MATERIAL FOR THE TASK -
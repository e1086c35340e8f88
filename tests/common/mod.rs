#![allow(dead_code)]

use axum::Json;
use axum::Router;
use axum::http::StatusCode;
use axum::routing::{get, post};
use serde_json::{Value, json};
use std::sync::Arc;
use std::sync::atomic::{AtomicU32, Ordering};
use std::time::Duration;
use tempfile::TempDir;
use veristream_pipeline::database::{SqlitePool, get_db_pool};
use veristream_pipeline::detector::{DetectorClient, DetectorConfig};
use veristream_pipeline::resilience::{BreakerConfig, BreakerRegistry, ResilienceEvents};

/// Fresh migrated sqlite database in a temp dir. Keep the `TempDir` alive for
/// the duration of the test.
pub async fn test_pool() -> color_eyre::Result<(SqlitePool, TempDir)> {
    let dir = tempfile::tempdir()?;
    let url = format!("sqlite://{}", dir.path().join("test.db").display());
    let pool = get_db_pool(&url, 5, Duration::from_secs(5)).await?;
    Ok((pool, dir))
}

/// A stand-in detection service with scriptable failures.
pub struct MockDetector {
    pub base_url: String,
    pub hits: Arc<AtomicU32>,
}

impl MockDetector {
    pub fn hit_count(&self) -> u32 {
        self.hits.load(Ordering::SeqCst)
    }
}

/// Serves `POST /analyze`: the first `fail_first` requests answer with
/// `fail_status`/`fail_body`, every request after that answers 200 with
/// `ok_body`.
pub async fn start_mock_detector(
    fail_first: u32,
    fail_status: u16,
    fail_body: Value,
    ok_body: Value,
) -> color_eyre::Result<MockDetector> {
    let hits = Arc::new(AtomicU32::new(0));
    let handler_hits = Arc::clone(&hits);

    let app = Router::new()
        .route(
            "/health",
            get(|| async { Json(json!({"status": "healthy", "model_loaded": true})) }),
        )
        .route(
            "/analyze",
            post(move |_body: Json<Value>| {
                let hits = Arc::clone(&handler_hits);
                let fail_body = fail_body.clone();
                let ok_body = ok_body.clone();
                async move {
                    let seen = hits.fetch_add(1, Ordering::SeqCst);
                    if seen < fail_first {
                        (
                            StatusCode::from_u16(fail_status)
                                .unwrap_or(StatusCode::INTERNAL_SERVER_ERROR),
                            Json(fail_body),
                        )
                    } else {
                        (StatusCode::OK, Json(ok_body))
                    }
                }
            }),
        );

    let listener = tokio::net::TcpListener::bind("127.0.0.1:0").await?;
    let base_url = format!("http://{}", listener.local_addr()?);
    tokio::spawn(async move {
        let _ = axum::serve(listener, app).await;
    });
    Ok(MockDetector { base_url, hits })
}

pub fn detector_body(fake_score: f64) -> Value {
    json!({
        "fake_score": fake_score,
        "real_score": 1.0 - fake_score,
        "classification": if fake_score > 0.6 { "fake" } else if fake_score > 0.2 { "suspicious" } else { "real" },
        "confidence": 0.92,
        "processing_time_ms": 123,
        "model_version": "deepfake-detector-v7",
        "faces_detected": 1,
        "content_type": "portrait",
    })
}

pub fn test_detector_client(
    service_url: &str,
    max_retries: u32,
    fallback_to_stub: bool,
    breaker: Arc<BreakerRegistry>,
) -> DetectorClient {
    DetectorClient::new(
        DetectorConfig {
            service_url: service_url.to_owned(),
            api_key: None,
            timeout: Duration::from_secs(2),
            max_retries,
            fallback_to_stub,
        },
        breaker,
        ResilienceEvents::new(),
    )
    .expect("detector client")
}

pub fn test_breaker(failure_threshold: u32, reset_timeout: Duration) -> Arc<BreakerRegistry> {
    Arc::new(BreakerRegistry::new(
        BreakerConfig {
            failure_threshold,
            reset_timeout,
        },
        ResilienceEvents::new(),
    ))
}

pub async fn insert_post(
    pool: &SqlitePool,
    id: &str,
    user_id: &str,
    media_url: &str,
    is_video: bool,
) -> color_eyre::Result<()> {
    sqlx::query("INSERT INTO posts (id, user_id, media_url, is_video) VALUES (?, ?, ?, ?)")
        .bind(id)
        .bind(user_id)
        .bind(media_url)
        .bind(is_video)
        .execute(pool)
        .await?;
    Ok(())
}

pub async fn insert_short(
    pool: &SqlitePool,
    id: &str,
    user_id: &str,
    video_url: &str,
) -> color_eyre::Result<()> {
    sqlx::query("INSERT INTO shorts (id, user_id, video_url) VALUES (?, ?, ?)")
        .bind(id)
        .bind(user_id)
        .bind(video_url)
        .execute(pool)
        .await?;
    Ok(())
}

pub async fn insert_story(
    pool: &SqlitePool,
    id: &str,
    user_id: &str,
    media_url: &str,
) -> color_eyre::Result<()> {
    sqlx::query("INSERT INTO stories (id, user_id, media_url) VALUES (?, ?, ?)")
        .bind(id)
        .bind(user_id)
        .bind(media_url)
        .execute(pool)
        .await?;
    Ok(())
}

REQUIRED WORK - Give back the data exactly, with no line dropped.

RESULT FOR THIS EXERCISE -
repository e1086c35340e8f88
filename tests/common/mod.rs
#![allow(dead_code)]

use axum::Json;
use axum::Router;
use axum::http::StatusCode;
use axum::routing::{get, post};
use serde_json::{Value, json};
use std::sync::Arc;
use std::sync::atomic::{AtomicU32, Ordering};
use std::time::Duration;
use tempfile::TempDir;
use veristream_pipeline::database::{SqlitePool, get_db_pool};
use veristream_pipeline::detector::{DetectorClient, DetectorConfig};
use veristream_pipeline::resilience::{BreakerConfig, BreakerRegistry, ResilienceEvents};

/// Fresh migrated sqlite database in a temp dir. Keep the `TempDir` alive for
/// the duration of the test.
pub async fn test_pool() -> color_eyre::Result<(SqlitePool, TempDir)> {
    let dir = tempfile::tempdir()?;
    let url = format!("sqlite://{}", dir.path().join("test.db").display());
    let pool = get_db_pool(&url, 5, Duration::from_secs(5)).await?;
    Ok((pool, dir))
}

/// A stand-in detection service with scriptable failures.
pub struct MockDetector {
    pub base_url: String,
    pub hits: Arc<AtomicU32>,
}

impl MockDetector {
    pub fn hit_count(&self) -> u32 {
        self.hits.load(Ordering::SeqCst)
    }
}

/// Serves `POST /analyze`: the first `fail_first` requests answer with
/// `fail_status`/`fail_body`, every request after that answers 200 with
/// `ok_body`.
pub async fn start_mock_detector(
    fail_first: u32,
    fail_status: u16,
    fail_body: Value,
    ok_body: Value,
) -> color_eyre::Result<MockDetector> {
    let hits = Arc::new(AtomicU32::new(0));
    let handler_hits = Arc::clone(&hits);

    let app = Router::new()
        .route(
            "/health",
            get(|| async { Json(json!({"status": "healthy", "model_loaded": true})) }),
        )
        .route(
            "/analyze",
            post(move |_body: Json<Value>| {
                let hits = Arc::clone(&handler_hits);
                let fail_body = fail_body.clone();
                let ok_body = ok_body.clone();
                async move {
                    let seen = hits.fetch_add(1, Ordering::SeqCst);
                    if seen < fail_first {
                        (
                            StatusCode::from_u16(fail_status)
                                .unwrap_or(StatusCode::INTERNAL_SERVER_ERROR),
                            Json(fail_body),
                        )
                    } else {
                        (StatusCode::OK, Json(ok_body))
                    }
                }
            }),
        );

    let listener = tokio::net::TcpListener::bind("127.0.0.1:0").await?;
    let base_url = format!("http://{}", listener.local_addr()?);
    tokio::spawn(async move {
        let _ = axum::serve(listener, app).await;
    });
    Ok(MockDetector { base_url, hits })
}

pub fn detector_body(fake_score: f64) -> Value {
    json!({
        "fake_score": fake_score,
        "real_score": 1.0 - fake_score,
        "classification": if fake_score > 0.6 { "fake" } else if fake_score > 0.2 { "suspicious" } else { "real" },
        "confidence": 0.92,
        "processing_time_ms": 123,
        "model_version": "deepfake-detector-v7",
        "faces_detected": 1,
        "content_type": "portrait",
    })
}

pub fn test_detector_client(
    service_url: &str,
    max_retries: u32,
    fallback_to_stub: bool,
    breaker: Arc<BreakerRegistry>,
) -> DetectorClient {
    DetectorClient::new(
        DetectorConfig {
            service_url: service_url.to_owned(),
            api_key: None,
            timeout: Duration::from_secs(2),
            max_retries,
            fallback_to_stub,
        },
        breaker,
        ResilienceEvents::new(),
    )
    .expect("detector client")
}

pub fn test_breaker(failure_threshold: u32, reset_timeout: Duration) -> Arc<BreakerRegistry> {
    Arc::new(BreakerRegistry::new(
        BreakerConfig {
            failure_threshold,
            reset_timeout,
        },
        ResilienceEvents::new(),
    ))
}

pub async fn insert_post(
    pool: &SqlitePool,
    id: &str,
    user_id: &str,
    media_url: &str,
    is_video: bool,
) -> color_eyre::Result<()> {
    sqlx::query("INSERT INTO posts (id, user_id, media_url, is_video) VALUES (?, ?, ?, ?)")
        .bind(id)
        .bind(user_id)
        .bind(media_url)
        .bind(is_video)
        .execute(pool)
        .await?;
    Ok(())
}

pub async fn insert_short(
    pool: &SqlitePool,
    id: &str,
    user_id: &str,
    video_url: &str,
) -> color_eyre::Result<()> {
    sqlx::query("INSERT INTO shorts (id, user_id, video_url) VALUES (?, ?, ?)")
        .bind(id)
        .bind(user_id)
        .bind(video_url)
        .execute(pool)
        .await?;
    Ok(())
}

pub async fn insert_story(
    pool: &SqlitePool,
    id: &str,
    user_id: &str,
    media_url: &str,
) -> color_eyre::Result<()> {
    sqlx::query("INSERT INTO stories (id, user_id, media_url) VALUES (?, ?, ?)")
        .bind(id)
        .bind(user_id)
        .bind(media_url)
        .execute(pool)
        .await?;
    Ok(())
}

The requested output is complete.